I would like to test a collinearity between possible "predictors (risk factors)" for binary outcome (death).
Possible "predictors" are categorical (always binary) and continuous…
- For two continuous (age, weighth, etc.), I can use a bivariate correlation, i.e. Pearson or Spearman, right?
- How to deal with categorical (binary) vs. categorical (binary)? Would be a Chi-Square-Test or Fischer´s exact test correct? With p-value over 0,05 meaning there is no difference? Or would it be totally incorrect?
- How to deal with categorical (binary) vs. continuous? E.g., as potential predictors premature birth (binary categorical) and birth weight (continuous) – it´s clear they are somehow correlated with each other (premature birth means almost always lower birth weight).
I would like to use binary logistic regression as a final multivariate model …
I am using SPSS 22.0
Best Answer
I would say you're on the right track.
For continuous ~ continuous data, you can use the Pearson correlation coefficient to determine strength of linear correlation, otherwise, I suggest the Spearman correlation as it is nonparametric.
For binary ~ binary (categorical), a Chi-Squared test will provide you with strength of association, but may still want to include these if you are trying build a model then later on remove one as you refine your model.

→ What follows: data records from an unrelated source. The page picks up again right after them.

//! Fixed-rate control cycle: read → fuse → control → actuate → safety → wait.
//!
//! ## Cycle body
//! 1. Read every connected joint sensor and IMU, push samples into fusion
//!    and the measured joint state into its controller.
//! 2. `update(dt)` on every controller; applied torque is fed back into the
//!    joint simulation.
//! 3. Publish per-joint commands (if a publisher is attached).
//! 4. `check_safety()`.
//! 5. Emit a telemetry snapshot at most once per telemetry interval.
//!
//! ## Pacing
//! After the body the loop waits `period − processing`. A body longer than
//! the period is an overrun: counted, logged, and the next cycle starts
//! immediately. There is no catch-up.
//!
//! ## Termination
//! Checked once at the top of each iteration: stop request, tripped safety
//! latch, or the optional cycle limit. An in-flight cycle always completes.
//! Every controller is disabled on exit.

use std::sync::Arc;
use std::sync::atomic::{AtomicBool, Ordering};
use std::time::Duration;

use strider_common::config::ConfigError;
use strider_common::robot::config::ControlConfig;
use strider_common::robot::telemetry::TelemetrySnapshot;
use tracing::{debug, info, warn};

use crate::clock::SharedClock;
use crate::control::joint_loop::JointControlLoop;
use crate::error::ControlError;
use crate::fusion::SensorFusionEstimator;
use crate::safety::{SafetyCheck, SafetyMonitor};
use crate::sensor::{ImuSensorSim, JointSensorSim, Sensor};
use crate::transport::{CommandPublisher, JointCommand, LogSink, TelemetrySink};

// ─── Cycle Statistics ───────────────────────────────────────────────

/// Per-cycle timing measured on the scheduler's clock. O(1) per record.
#[derive(Debug, Clone, Default, PartialEq, Eq)]
pub struct CycleStats {
    /// Cycles executed.
    pub cycle_count: u64,
    /// Cycles whose processing exceeded the period.
    pub overruns: u64,
    pub last_processing: Duration,
    /// `None` until the first cycle.
    pub min_processing: Option<Duration>,
    pub max_processing: Duration,
    pub total_processing: Duration,
    /// Largest gap between the planned and actual start of a paced cycle.
    pub max_wake_delay: Duration,
}

impl CycleStats {
    /// Record one cycle against its `budget`. Returns whether it overran.
    #[inline]
    pub fn record(&mut self, processing: Duration, budget: Duration, wake_delay: Duration) -> bool {
        self.cycle_count += 1;
        self.last_processing = processing;
        self.min_processing = Some(self.min_processing.map_or(processing, |m| m.min(processing)));
        self.max_processing = self.max_processing.max(processing);
        self.total_processing = self.total_processing.saturating_add(processing);
        self.max_wake_delay = self.max_wake_delay.max(wake_delay);

        let overrun = processing > budget;
        if overrun {
            self.overruns += 1;
        }
        overrun
    }

    pub fn avg_processing(&self) -> Duration {
        match self.cycle_count {
            0 => Duration::ZERO,
            n => {
                let avg = self.total_processing.as_nanos() / u128::from(n);
                Duration::from_nanos(u64::try_from(avg).unwrap_or(u64::MAX))
            }
        }
    }
}

impl std::fmt::Display for CycleStats {
    fn fmt(&self, f: &mut std::fmt::Formatter<'_>) -> std::fmt::Result {
        write!(
            f,
            "cycles={} avg={:?} max={:?} overruns={}",
            self.cycle_count,
            self.avg_processing(),
            self.max_processing,
            self.overruns
        )
    }
}

// ─── Loop Types ─────────────────────────────────────────────────────

/// Why [`Scheduler::run`] returned.
#[derive(Debug, Clone, Copy, PartialEq, Eq)]
pub enum StopReason {
    /// Cooperative stop via [`StopHandle`].
    StopRequested,
    /// The safety latch closed.
    SafetyTripped,
    /// `max_cycles` iterations completed.
    CycleLimitReached,
}

impl std::fmt::Display for StopReason {
    fn fmt(&self, f: &mut std::fmt::Formatter<'_>) -> std::fmt::Result {
        match self {
            Self::StopRequested => f.write_str("stop requested"),
            Self::SafetyTripped => f.write_str("safety tripped"),
            Self::CycleLimitReached => f.write_str("cycle limit reached"),
        }
    }
}

/// Cloneable cooperative stop flag.
#[derive(Debug, Clone, Default)]
pub struct StopHandle(Arc<AtomicBool>);

impl StopHandle {
    pub fn new() -> Self {
        Self::default()
    }

    /// Ask the loop to stop at the next iteration boundary.
    pub fn request_stop(&self) {
        self.0.store(true, Ordering::SeqCst);
    }

    pub fn is_stop_requested(&self) -> bool {
        self.0.load(Ordering::SeqCst)
    }
}

/// Sensor and controller of one joint.
#[derive(Debug, Clone)]
pub struct JointChannel {
    pub sensor: Arc<JointSensorSim>,
    pub controller: Arc<JointControlLoop>,
}

/// Result of one cycle body.
#[derive(Debug, Clone)]
pub struct CycleReport {
    /// 1-based cycle number.
    pub cycle: u64,
    /// Time spent in the body.
    pub processing: Duration,
    pub overrun: bool,
    pub safety: SafetyCheck,
    /// Snapshot emitted this cycle, if the telemetry interval elapsed.
    pub telemetry: Option<TelemetrySnapshot>,
}

// ─── Scheduler ──────────────────────────────────────────────────────

pub struct Scheduler {
    clock: SharedClock,
    period: Duration,
    /// `period` in seconds, the controller step.
    dt: f64,
    joints: Vec<JointChannel>,
    imus: Vec<Arc<ImuSensorSim>>,
    fusion: Arc<SensorFusionEstimator>,
    safety: Arc<SafetyMonitor>,
    /// Indices into `joints` selected for telemetry.
    telemetry_joints: Vec<usize>,
    telemetry_interval: Duration,
    last_telemetry: Duration,
    max_cycles: Option<u64>,
    stop: StopHandle,
    stats: CycleStats,
    sink: Box<dyn TelemetrySink>,
    publisher: Option<Box<dyn CommandPublisher>>,
    /// Pre-allocated outbound command buffer.
    commands: Vec<JointCommand>,
}

impl std::fmt::Debug for Scheduler {
    fn fmt(&self, f: &mut std::fmt::Formatter<'_>) -> std::fmt::Result {
        f.debug_struct("Scheduler")
            .field("period", &self.period)
            .field("joints", &self.joints.len())
            .field("imus", &self.imus.len())
            .field("max_cycles", &self.max_cycles)
            .field("stats", &self.stats)
            .finish_non_exhaustive()
    }
}

impl Scheduler {
    /// Build a scheduler over already-constructed components.
    ///
    /// `control` must have passed validation; telemetry joints must name
    /// entries of `joints`.
    pub fn new(
        control: &ControlConfig,
        clock: SharedClock,
        joints: Vec<JointChannel>,
        imus: Vec<Arc<ImuSensorSim>>,
        fusion: Arc<SensorFusionEstimator>,
        safety: Arc<SafetyMonitor>,
    ) -> Result<Self, ControlError> {
        let dt = control.period_s();
        if !(dt > 0.0 && dt.is_finite()) {
            return Err(ControlError::InvalidTimestep(dt));
        }
        let period =
            Duration::try_from_secs_f64(dt).map_err(|_| ControlError::InvalidTimestep(dt))?;
        let telemetry_interval = Duration::try_from_secs_f64(control.telemetry_interval_s)
            .map_err(|e| {
                ConfigError::ValidationError(format!(
                    "telemetry_interval_s {}: {e}",
                    control.telemetry_interval_s
                ))
            })?;

        let telemetry_joints = control
            .telemetry_joints
            .iter()
            .map(|name| {
                joints
                    .iter()
                    .position(|j| j.controller.name() == name)
                    .ok_or_else(|| ControlError::UnknownJoint(name.clone()))
            })
            .collect::<Result<Vec<_>, _>>()?;

        let commands = joints
            .iter()
            .map(|j| JointCommand {
                joint: j.controller.name().to_string(),
                target_position: j.controller.target_position(),
                torque: 0.0,
            })
            .collect();

        let last_telemetry = clock.now();
        Ok(Self {
            period,
            dt,
            joints,
            imus,
            fusion,
            safety,
            telemetry_joints,
            telemetry_interval,
            last_telemetry,
            max_cycles: control.max_cycles,
            stop: StopHandle::new(),
            stats: CycleStats::default(),
            sink: Box::new(LogSink::new()),
            publisher: None,
            commands,
            clock,
        })
    }

    pub fn set_telemetry_sink(&mut self, sink: Box<dyn TelemetrySink>) {
        self.sink = sink;
    }

    pub fn set_command_publisher(&mut self, publisher: Box<dyn CommandPublisher>) {
        self.publisher = Some(publisher);
    }

    pub fn set_max_cycles(&mut self, max_cycles: Option<u64>) {
        self.max_cycles = max_cycles;
    }

    pub fn stop_handle(&self) -> StopHandle {
        self.stop.clone()
    }

    pub fn stats(&self) -> &CycleStats {
        &self.stats
    }

    pub fn period(&self) -> Duration {
        self.period
    }

    pub fn joints(&self) -> &[JointChannel] {
        &self.joints
    }

    /// Execute one cycle body without waiting.
    pub fn run_cycle(&mut self) -> CycleReport {
        let start = self.clock.now();
        self.run_body(start, Duration::ZERO)
    }

    fn run_body(&mut self, start: Duration, wake_delay: Duration) -> CycleReport {
        // ═══ READ + FUSE ═══
        for ch in &self.joints {
            if !ch.sensor.is_connected() {
                continue;
            }
            let sample = ch.sensor.read();
            self.fusion.update_joint_state(ch.sensor.name(), sample);
            ch.controller.observe(sample);
        }
        for imu in &self.imus {
            if !imu.is_connected() {
                continue;
            }
            let sample = imu.read();
            self.fusion.update_imu_sample(imu.name(), sample);
        }

        // ═══ CONTROL + ACTUATE ═══
        for (ch, cmd) in self.joints.iter().zip(self.commands.iter_mut()) {
            match ch.controller.update(self.dt) {
                Ok(Some(out)) => {
                    ch.sensor.apply_torque(out.applied_torque);
                    cmd.torque = out.applied_torque;
                }
                Ok(None) => cmd.torque = 0.0,
                Err(e) => warn!("Joint '{}': control step skipped: {e}", ch.controller.name()),
            }
            cmd.target_position = ch.controller.target_position();
        }
        if let Some(publisher) = self.publisher.as_mut() {
            publisher.publish(&self.commands);
        }

        // ═══ SAFETY ═══
        let safety = self.safety.check_safety();

        // ═══ TELEMETRY ═══
        let now = self.clock.now();
        let telemetry = if now.saturating_sub(self.last_telemetry) >= self.telemetry_interval {
            self.last_telemetry = now;
            let snapshot = self.snapshot(now, &safety);
            self.sink.emit(&snapshot);
            Some(snapshot)
        } else {
            None
        };

        // ═══ TIMING ═══
        let processing = self.clock.now().saturating_sub(start);
        let overrun = self.stats.record(processing, self.period, wake_delay);
        if overrun {
            warn!(
                "Cycle {} overrun: {processing:?} > {:?} budget",
                self.stats.cycle_count, self.period
            );
        }

        CycleReport {
            cycle: self.stats.cycle_count,
            processing,
            overrun,
            safety,
            telemetry,
        }
    }

    fn snapshot(&self, now: Duration, safety: &SafetyCheck) -> TelemetrySnapshot {
        let mut snapshot = TelemetrySnapshot::new(
            now.as_secs_f64(),
            self.fusion.balance_estimate(),
            safety.status(),
        );
        for &i in &self.telemetry_joints {
            let controller = &self.joints[i].controller;
            snapshot.push_joint(controller.name(), controller.state().position);
        }
        snapshot
    }

    fn should_stop(&self) -> Option<StopReason> {
        if self.stop.is_stop_requested() {
            Some(StopReason::StopRequested)
        } else if self.safety.is_tripped() {
            Some(StopReason::SafetyTripped)
        } else if self
            .max_cycles
            .is_some_and(|max| self.stats.cycle_count >= max)
        {
            Some(StopReason::CycleLimitReached)
        } else {
            None
        }
    }

    /// Drive cycles until a stop condition holds, then disable every
    /// controller. Blocking.
    pub fn run(&mut self) -> StopReason {
        info!(
            "Control loop started: {:.1} Hz, {} joints, {} IMUs",
            1.0 / self.dt,
            self.joints.len(),
            self.imus.len()
        );

        let mut expected_start: Option<Duration> = None;
        let reason = loop {
            if let Some(reason) = self.should_stop() {
                break reason;
            }

            let start = self.clock.now();
            let wake_delay = expected_start.map_or(Duration::ZERO, |e| start.saturating_sub(e));
            let report = self.run_body(start, wake_delay);

            let wait = self.period.saturating_sub(report.processing);
            expected_start = Some(start + report.processing.max(self.period));
            self.clock.sleep(wait);
        };

        self.halt();
        info!("Control loop stopped ({reason}): {}", self.stats);
        reason
    }

    /// Zero every actuator and disable every controller.
    pub fn halt(&self) {
        for ch in &self.joints {
            ch.controller.disable();
        }
        debug!("All joint controllers disabled");
    }
}

// ─── Tests ──────────────────────────────────────────────────────────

For binary ~ continuous, you can try the biserial correlation. SPSS has great documentation for this: https://statistics.laerd.com/spss-tutorials/point-biserial-correlation-using-spss-statistics.php
As you thin down your models, I suggest using the AIC and BIC to compare models, as well as Chi-square test for the deviance residuals. This should assist you in deciding which variables to keep or remove.
Hope this helps.